Data excerpts —

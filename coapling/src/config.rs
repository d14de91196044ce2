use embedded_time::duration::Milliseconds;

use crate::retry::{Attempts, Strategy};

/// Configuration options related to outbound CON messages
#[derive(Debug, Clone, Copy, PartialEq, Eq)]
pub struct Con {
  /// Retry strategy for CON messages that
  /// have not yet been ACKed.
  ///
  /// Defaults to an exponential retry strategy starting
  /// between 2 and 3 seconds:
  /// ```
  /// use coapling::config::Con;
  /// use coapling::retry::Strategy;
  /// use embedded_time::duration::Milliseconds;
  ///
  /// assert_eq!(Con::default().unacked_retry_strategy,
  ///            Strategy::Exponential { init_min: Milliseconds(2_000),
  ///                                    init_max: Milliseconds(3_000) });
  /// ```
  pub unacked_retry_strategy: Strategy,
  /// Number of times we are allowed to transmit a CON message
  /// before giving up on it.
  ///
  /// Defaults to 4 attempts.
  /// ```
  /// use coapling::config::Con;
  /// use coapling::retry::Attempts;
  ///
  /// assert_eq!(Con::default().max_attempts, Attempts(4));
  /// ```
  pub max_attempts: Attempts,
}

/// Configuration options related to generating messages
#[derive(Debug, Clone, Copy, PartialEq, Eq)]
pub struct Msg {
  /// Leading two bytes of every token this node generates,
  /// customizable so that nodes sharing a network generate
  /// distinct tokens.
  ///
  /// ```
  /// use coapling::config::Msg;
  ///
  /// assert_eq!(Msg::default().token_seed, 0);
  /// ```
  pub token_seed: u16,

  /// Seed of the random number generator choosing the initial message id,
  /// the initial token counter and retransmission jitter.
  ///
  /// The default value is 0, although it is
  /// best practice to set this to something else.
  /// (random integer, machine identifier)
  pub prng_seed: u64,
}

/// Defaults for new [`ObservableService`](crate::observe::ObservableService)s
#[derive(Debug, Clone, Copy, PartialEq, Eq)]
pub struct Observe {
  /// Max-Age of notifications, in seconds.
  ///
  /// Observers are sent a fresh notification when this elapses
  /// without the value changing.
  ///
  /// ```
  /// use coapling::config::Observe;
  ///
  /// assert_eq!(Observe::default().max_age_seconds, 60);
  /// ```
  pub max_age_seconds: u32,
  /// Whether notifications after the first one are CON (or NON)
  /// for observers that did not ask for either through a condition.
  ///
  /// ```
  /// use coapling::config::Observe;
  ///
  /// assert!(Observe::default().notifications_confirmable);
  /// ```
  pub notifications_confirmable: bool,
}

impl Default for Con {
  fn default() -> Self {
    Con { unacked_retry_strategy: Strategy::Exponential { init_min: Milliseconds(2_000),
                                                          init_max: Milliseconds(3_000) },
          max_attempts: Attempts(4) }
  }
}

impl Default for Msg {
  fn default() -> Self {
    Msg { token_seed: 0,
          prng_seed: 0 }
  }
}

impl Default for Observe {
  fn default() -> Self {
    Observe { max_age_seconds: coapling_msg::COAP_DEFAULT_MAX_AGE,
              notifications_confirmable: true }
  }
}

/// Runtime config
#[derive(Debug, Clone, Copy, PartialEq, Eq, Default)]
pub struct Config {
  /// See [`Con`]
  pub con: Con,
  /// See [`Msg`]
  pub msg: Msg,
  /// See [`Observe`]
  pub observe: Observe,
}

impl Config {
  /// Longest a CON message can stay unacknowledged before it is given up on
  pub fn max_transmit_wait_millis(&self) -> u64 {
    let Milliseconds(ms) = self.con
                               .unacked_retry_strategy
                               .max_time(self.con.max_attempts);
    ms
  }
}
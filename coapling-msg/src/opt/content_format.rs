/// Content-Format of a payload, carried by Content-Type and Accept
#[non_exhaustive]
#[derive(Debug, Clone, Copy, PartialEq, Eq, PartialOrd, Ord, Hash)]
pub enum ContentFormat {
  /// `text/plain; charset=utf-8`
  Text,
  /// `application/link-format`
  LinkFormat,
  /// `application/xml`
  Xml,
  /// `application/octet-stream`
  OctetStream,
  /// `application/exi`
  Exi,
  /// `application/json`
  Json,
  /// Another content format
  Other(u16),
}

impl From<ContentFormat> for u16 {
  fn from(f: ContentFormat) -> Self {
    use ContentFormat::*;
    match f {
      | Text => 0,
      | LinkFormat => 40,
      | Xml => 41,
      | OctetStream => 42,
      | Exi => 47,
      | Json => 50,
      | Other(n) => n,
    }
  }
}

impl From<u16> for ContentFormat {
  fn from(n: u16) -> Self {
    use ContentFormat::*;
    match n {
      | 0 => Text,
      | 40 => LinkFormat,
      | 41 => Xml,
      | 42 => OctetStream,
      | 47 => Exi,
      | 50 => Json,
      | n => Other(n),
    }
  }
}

What the task requires —
Filter the listing by the string "struct"; copy each matching line.

Answer to this problem —
pub struct Con {
pub struct Msg {
pub struct Observe {
pub struct Config {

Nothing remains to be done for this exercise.